### Dataset

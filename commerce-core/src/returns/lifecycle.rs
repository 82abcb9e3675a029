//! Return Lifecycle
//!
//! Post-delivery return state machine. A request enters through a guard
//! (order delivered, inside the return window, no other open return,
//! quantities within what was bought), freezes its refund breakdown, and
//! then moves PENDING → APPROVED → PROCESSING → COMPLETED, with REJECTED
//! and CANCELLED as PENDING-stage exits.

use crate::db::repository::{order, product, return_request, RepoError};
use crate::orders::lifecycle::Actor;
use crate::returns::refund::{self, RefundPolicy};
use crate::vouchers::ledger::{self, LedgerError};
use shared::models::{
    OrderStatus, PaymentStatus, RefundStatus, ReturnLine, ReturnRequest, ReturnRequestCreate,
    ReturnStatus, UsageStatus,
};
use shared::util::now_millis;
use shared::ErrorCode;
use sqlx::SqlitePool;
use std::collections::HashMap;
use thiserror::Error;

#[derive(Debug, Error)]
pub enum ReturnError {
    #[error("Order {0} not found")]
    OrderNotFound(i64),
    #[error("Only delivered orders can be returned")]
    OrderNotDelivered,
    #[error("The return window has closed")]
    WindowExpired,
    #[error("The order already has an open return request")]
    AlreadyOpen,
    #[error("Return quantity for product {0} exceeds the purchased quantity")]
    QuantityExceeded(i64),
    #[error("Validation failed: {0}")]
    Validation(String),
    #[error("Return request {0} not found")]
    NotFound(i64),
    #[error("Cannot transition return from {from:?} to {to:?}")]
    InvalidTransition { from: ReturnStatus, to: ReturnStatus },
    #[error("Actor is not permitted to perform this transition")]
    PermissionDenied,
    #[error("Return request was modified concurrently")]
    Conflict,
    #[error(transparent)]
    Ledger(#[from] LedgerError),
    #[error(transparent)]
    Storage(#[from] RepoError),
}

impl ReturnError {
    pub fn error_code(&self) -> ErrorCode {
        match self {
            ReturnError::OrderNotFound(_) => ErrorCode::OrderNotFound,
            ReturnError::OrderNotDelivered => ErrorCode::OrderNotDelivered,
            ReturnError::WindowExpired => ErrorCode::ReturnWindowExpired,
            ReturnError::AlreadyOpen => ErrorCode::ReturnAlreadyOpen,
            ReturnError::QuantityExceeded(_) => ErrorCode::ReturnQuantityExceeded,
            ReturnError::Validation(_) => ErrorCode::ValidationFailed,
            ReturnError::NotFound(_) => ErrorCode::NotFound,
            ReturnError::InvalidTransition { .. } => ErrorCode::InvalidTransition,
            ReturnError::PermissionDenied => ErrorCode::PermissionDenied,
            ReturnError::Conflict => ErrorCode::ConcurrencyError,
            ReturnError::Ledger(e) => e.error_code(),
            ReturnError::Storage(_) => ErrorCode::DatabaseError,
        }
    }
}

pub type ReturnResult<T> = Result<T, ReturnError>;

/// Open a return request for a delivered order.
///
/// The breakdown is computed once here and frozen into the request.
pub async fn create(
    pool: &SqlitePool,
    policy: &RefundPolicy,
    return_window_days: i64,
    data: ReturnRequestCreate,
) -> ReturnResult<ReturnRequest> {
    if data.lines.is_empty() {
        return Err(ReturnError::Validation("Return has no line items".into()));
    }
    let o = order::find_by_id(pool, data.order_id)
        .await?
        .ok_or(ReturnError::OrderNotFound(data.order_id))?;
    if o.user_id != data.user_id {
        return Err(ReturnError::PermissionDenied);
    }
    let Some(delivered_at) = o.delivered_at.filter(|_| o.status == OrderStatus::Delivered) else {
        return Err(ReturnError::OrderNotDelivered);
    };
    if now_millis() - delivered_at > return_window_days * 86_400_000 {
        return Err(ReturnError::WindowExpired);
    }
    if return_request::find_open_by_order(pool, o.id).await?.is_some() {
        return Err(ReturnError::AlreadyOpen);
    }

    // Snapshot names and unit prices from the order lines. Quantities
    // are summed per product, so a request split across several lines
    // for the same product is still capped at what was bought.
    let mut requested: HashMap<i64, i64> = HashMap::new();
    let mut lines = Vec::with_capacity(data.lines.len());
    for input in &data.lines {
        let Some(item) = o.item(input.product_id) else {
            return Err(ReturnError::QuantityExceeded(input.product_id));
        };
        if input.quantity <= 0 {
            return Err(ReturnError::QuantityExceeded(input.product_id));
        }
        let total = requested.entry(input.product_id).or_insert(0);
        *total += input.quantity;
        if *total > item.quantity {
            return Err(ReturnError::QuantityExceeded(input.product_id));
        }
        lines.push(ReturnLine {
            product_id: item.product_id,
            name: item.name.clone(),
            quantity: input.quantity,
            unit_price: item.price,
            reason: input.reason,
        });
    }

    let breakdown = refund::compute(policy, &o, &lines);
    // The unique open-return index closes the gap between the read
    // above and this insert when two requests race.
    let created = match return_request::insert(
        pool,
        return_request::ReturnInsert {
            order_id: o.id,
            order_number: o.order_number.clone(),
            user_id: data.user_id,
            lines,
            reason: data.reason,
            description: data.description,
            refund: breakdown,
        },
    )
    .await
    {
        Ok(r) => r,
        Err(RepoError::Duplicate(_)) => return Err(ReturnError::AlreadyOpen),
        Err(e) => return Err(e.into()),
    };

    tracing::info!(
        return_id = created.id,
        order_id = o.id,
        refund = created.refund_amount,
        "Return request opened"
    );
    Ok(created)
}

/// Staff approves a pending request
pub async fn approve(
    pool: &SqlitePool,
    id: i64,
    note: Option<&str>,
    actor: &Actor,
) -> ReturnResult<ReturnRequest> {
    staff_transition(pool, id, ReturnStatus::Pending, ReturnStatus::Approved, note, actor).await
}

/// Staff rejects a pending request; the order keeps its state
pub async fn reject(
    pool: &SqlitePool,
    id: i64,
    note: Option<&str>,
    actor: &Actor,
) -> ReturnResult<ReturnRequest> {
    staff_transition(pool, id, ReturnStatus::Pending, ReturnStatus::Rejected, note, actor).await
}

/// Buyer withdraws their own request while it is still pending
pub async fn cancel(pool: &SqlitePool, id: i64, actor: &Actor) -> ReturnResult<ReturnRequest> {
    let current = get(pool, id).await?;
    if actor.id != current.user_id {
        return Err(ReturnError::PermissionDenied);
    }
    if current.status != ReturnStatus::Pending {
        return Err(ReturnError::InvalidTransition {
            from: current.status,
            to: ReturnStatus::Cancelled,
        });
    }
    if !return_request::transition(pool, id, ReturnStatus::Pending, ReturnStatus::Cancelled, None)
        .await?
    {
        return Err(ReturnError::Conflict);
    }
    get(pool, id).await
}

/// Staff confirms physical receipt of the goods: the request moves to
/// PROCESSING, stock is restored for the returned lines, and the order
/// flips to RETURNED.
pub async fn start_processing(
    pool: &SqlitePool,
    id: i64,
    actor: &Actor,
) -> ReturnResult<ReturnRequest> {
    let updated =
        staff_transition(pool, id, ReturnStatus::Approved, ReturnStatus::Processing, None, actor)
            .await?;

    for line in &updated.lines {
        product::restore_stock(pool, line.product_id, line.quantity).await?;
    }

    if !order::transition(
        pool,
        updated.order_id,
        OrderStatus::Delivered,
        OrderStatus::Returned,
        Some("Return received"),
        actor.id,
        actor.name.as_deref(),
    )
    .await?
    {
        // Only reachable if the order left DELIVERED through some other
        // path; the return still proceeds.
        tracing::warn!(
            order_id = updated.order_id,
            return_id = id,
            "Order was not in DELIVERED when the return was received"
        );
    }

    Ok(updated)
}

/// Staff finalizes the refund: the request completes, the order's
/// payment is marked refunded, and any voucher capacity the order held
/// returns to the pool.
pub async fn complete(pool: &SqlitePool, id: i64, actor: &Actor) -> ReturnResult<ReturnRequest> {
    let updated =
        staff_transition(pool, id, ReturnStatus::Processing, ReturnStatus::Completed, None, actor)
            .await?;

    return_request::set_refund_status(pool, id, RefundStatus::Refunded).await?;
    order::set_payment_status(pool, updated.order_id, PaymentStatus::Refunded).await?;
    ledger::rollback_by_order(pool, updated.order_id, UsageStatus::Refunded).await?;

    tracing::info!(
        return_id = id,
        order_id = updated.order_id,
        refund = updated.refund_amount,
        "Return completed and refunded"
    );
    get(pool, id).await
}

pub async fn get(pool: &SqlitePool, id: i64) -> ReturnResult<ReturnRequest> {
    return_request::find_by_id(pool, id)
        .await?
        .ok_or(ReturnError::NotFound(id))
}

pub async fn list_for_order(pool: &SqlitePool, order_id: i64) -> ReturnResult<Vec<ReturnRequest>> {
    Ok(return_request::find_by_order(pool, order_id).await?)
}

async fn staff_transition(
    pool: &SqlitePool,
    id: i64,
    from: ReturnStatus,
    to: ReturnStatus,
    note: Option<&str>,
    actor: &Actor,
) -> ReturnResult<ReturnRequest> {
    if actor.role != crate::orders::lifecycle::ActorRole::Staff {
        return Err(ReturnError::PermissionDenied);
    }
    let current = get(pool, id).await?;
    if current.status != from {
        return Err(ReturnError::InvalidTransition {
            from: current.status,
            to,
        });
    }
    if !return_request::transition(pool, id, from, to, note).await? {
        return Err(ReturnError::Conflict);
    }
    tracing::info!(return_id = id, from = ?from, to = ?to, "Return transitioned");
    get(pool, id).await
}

---

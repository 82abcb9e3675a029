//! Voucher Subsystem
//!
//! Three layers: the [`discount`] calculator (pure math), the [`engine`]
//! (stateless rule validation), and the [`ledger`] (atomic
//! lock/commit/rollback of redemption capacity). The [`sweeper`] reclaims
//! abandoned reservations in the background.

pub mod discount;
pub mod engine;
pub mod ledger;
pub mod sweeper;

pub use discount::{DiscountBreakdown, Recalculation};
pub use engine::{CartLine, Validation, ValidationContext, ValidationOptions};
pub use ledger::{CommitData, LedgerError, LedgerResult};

* * *

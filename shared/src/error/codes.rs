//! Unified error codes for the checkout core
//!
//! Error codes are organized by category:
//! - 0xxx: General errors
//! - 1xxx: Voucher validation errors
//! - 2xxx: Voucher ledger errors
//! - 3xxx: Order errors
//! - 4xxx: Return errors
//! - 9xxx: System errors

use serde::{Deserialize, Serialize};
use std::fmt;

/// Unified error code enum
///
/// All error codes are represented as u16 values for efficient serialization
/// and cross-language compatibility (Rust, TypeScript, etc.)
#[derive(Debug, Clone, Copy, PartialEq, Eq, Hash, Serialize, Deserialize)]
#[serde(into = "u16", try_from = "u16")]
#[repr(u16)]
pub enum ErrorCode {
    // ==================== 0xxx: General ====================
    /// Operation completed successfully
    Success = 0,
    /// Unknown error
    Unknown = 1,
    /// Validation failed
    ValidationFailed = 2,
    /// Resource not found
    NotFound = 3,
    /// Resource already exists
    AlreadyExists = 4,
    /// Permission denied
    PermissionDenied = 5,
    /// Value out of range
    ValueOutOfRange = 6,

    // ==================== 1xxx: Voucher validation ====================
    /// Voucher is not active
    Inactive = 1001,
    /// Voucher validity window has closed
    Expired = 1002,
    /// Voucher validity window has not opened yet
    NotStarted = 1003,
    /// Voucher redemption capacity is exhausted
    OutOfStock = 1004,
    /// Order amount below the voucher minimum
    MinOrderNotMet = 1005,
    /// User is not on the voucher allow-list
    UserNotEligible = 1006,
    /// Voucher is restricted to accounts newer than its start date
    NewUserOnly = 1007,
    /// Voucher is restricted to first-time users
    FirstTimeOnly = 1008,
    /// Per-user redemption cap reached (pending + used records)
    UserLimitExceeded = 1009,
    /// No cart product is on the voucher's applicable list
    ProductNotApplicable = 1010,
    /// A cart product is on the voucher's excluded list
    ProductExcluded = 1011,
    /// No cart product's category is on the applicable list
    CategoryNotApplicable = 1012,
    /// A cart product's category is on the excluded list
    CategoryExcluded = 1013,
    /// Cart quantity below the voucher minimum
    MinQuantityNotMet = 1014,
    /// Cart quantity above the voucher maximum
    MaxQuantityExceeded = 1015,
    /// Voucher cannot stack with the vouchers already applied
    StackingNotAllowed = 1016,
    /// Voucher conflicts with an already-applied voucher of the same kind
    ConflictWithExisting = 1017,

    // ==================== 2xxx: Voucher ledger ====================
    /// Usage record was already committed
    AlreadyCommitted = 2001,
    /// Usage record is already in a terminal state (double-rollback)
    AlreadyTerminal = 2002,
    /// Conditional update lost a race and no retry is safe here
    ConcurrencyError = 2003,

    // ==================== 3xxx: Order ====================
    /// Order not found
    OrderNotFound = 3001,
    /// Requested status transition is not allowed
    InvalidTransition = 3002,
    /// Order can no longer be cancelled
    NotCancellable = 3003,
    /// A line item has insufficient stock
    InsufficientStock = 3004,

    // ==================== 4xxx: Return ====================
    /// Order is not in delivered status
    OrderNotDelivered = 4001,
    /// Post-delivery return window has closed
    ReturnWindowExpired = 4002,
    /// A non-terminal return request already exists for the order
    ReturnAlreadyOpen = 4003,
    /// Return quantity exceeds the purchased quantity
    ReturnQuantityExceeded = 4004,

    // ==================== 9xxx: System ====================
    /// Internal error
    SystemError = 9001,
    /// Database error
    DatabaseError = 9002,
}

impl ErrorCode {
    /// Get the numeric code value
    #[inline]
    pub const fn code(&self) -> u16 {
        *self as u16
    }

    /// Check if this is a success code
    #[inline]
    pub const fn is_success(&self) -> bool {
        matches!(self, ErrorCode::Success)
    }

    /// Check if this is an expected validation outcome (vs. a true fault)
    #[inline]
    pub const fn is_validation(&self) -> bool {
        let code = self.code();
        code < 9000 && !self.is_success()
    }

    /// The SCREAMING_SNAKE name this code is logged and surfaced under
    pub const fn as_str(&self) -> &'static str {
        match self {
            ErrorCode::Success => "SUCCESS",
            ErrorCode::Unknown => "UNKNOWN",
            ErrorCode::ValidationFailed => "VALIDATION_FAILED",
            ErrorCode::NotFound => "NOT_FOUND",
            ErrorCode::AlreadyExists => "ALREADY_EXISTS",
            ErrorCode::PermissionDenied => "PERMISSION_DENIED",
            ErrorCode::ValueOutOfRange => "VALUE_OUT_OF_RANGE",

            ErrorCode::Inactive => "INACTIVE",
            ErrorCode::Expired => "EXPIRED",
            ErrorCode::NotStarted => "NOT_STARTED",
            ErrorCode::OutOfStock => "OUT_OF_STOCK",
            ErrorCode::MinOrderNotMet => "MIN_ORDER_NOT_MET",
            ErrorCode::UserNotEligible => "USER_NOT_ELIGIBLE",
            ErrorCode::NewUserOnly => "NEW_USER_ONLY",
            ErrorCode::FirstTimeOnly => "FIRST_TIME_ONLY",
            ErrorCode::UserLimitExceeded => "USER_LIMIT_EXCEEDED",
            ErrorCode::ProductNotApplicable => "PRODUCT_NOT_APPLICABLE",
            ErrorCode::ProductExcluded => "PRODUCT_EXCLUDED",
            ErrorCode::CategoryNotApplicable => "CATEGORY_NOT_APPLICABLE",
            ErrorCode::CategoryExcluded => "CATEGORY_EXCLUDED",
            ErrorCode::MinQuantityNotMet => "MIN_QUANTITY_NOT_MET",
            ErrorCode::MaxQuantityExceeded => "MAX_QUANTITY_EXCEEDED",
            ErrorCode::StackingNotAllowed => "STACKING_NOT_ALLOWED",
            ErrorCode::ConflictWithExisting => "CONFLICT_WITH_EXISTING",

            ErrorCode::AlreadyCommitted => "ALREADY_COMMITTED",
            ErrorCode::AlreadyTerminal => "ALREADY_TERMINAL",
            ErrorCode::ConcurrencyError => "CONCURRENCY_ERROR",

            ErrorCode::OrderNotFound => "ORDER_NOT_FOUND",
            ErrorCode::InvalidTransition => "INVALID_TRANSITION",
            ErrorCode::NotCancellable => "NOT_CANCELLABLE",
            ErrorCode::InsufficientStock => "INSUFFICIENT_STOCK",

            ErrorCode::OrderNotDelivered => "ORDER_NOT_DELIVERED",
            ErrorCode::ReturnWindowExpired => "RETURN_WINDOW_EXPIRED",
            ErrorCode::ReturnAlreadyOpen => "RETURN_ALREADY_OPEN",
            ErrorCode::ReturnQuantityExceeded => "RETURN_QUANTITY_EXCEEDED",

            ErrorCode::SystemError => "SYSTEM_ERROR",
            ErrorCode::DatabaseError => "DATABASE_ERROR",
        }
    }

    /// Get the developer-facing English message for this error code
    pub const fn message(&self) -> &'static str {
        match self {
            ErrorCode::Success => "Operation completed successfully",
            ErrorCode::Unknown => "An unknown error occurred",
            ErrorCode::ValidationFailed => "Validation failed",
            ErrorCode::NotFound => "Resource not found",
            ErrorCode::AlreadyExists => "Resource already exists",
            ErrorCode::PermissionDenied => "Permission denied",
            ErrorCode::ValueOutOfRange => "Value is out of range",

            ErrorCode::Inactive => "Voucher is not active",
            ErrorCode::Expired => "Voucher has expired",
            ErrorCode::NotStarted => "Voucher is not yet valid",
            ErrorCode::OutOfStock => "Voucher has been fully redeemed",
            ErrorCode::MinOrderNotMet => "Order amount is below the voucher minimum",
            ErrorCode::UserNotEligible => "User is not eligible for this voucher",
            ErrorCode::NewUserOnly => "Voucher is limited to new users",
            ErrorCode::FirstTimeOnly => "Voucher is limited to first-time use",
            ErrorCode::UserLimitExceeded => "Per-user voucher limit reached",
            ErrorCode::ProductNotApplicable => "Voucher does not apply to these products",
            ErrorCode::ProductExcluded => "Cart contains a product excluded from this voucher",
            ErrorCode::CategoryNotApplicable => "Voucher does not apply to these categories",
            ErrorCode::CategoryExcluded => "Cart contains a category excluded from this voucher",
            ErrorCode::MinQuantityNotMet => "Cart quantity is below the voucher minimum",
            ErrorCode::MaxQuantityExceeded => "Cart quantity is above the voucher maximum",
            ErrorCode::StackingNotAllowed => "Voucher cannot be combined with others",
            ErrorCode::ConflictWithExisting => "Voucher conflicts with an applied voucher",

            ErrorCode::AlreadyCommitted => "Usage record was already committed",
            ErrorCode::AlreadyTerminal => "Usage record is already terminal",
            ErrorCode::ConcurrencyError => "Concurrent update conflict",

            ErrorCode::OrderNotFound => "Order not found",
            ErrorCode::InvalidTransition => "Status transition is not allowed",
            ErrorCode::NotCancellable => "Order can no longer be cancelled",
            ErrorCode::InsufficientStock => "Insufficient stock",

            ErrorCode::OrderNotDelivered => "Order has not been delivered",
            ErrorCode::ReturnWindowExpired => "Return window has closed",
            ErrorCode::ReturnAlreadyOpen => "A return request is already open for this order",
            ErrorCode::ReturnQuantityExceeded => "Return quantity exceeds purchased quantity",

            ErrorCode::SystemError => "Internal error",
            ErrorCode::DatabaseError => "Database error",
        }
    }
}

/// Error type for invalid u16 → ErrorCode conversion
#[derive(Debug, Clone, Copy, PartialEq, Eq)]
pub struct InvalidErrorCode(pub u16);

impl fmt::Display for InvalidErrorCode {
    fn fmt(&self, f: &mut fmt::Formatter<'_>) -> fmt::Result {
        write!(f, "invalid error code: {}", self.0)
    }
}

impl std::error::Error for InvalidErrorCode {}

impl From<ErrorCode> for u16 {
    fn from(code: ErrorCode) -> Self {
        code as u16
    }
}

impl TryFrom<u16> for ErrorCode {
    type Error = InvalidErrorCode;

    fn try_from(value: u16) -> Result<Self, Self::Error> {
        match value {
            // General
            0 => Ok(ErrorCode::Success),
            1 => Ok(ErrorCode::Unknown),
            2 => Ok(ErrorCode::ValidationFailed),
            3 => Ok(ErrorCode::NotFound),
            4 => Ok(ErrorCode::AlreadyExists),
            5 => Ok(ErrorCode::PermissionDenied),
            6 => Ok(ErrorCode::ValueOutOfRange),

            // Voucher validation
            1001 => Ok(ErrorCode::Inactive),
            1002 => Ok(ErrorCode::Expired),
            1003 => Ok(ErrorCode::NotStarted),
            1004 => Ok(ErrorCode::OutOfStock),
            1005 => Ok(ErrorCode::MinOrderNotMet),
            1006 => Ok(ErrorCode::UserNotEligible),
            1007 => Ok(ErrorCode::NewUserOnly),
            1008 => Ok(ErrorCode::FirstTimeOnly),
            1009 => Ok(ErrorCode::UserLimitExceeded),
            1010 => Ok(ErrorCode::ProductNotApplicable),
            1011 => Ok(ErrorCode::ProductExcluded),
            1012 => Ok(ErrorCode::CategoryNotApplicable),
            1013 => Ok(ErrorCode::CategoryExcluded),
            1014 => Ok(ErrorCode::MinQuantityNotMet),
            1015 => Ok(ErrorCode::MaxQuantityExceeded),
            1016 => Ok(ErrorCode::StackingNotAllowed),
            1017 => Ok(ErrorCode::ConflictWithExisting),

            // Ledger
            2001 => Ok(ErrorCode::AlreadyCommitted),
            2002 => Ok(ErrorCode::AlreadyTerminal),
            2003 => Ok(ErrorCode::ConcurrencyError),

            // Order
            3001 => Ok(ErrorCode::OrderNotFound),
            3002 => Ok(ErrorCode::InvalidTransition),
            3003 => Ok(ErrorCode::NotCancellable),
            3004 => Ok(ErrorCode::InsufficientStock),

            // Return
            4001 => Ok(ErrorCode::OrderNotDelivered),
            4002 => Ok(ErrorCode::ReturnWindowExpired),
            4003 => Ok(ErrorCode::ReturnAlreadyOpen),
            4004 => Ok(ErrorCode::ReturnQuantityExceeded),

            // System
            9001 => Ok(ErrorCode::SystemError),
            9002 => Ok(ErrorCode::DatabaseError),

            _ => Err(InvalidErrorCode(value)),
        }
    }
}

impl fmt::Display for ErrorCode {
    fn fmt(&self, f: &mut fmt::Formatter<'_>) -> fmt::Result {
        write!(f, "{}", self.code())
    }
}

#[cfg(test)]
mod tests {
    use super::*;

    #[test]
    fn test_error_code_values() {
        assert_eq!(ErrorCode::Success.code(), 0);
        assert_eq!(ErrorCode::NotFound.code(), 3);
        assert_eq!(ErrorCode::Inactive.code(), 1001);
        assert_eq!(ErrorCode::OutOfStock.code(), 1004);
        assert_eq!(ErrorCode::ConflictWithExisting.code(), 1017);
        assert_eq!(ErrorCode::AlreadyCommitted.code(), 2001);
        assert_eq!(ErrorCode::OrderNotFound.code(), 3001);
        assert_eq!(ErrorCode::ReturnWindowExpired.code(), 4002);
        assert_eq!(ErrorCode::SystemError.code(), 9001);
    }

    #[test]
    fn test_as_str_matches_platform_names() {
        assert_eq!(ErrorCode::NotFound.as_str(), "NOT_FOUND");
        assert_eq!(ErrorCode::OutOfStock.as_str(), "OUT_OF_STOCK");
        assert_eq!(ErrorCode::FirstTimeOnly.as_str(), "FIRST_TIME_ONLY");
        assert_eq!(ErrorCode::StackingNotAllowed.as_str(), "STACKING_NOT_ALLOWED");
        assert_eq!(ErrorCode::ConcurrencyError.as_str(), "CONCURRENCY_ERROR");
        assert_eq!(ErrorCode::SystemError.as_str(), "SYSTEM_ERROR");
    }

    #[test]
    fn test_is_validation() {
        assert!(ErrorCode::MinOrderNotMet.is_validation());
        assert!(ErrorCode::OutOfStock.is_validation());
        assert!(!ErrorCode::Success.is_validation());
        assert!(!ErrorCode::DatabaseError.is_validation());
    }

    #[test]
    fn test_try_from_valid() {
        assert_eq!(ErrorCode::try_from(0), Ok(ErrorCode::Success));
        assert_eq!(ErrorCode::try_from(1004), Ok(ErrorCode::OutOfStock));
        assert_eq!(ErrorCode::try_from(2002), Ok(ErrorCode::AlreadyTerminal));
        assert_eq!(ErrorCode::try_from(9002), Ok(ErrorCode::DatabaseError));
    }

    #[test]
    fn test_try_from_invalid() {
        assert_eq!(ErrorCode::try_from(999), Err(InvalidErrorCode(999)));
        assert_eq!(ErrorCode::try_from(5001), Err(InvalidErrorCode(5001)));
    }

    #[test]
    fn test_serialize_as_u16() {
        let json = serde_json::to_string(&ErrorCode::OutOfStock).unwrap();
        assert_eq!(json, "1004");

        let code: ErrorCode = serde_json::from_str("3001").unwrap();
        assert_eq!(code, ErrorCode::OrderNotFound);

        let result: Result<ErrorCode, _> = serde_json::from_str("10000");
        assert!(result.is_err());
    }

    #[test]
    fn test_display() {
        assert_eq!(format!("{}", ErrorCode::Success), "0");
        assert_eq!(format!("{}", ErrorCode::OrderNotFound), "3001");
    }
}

### What to do
Using the entries above, give back exactly the line containing "filename commerce-core/src/returns/lifecycle.rs", the line containing "(order delivered, inside", and every line between them, and nothing else.

### Exercise result
filename commerce-core/src/returns/lifecycle.rs
repository 82abcb9e3675a029
//! Return Lifecycle
//!
//! Post-delivery return state machine. A request enters through a guard
//! (order delivered, inside the return window, no other open return,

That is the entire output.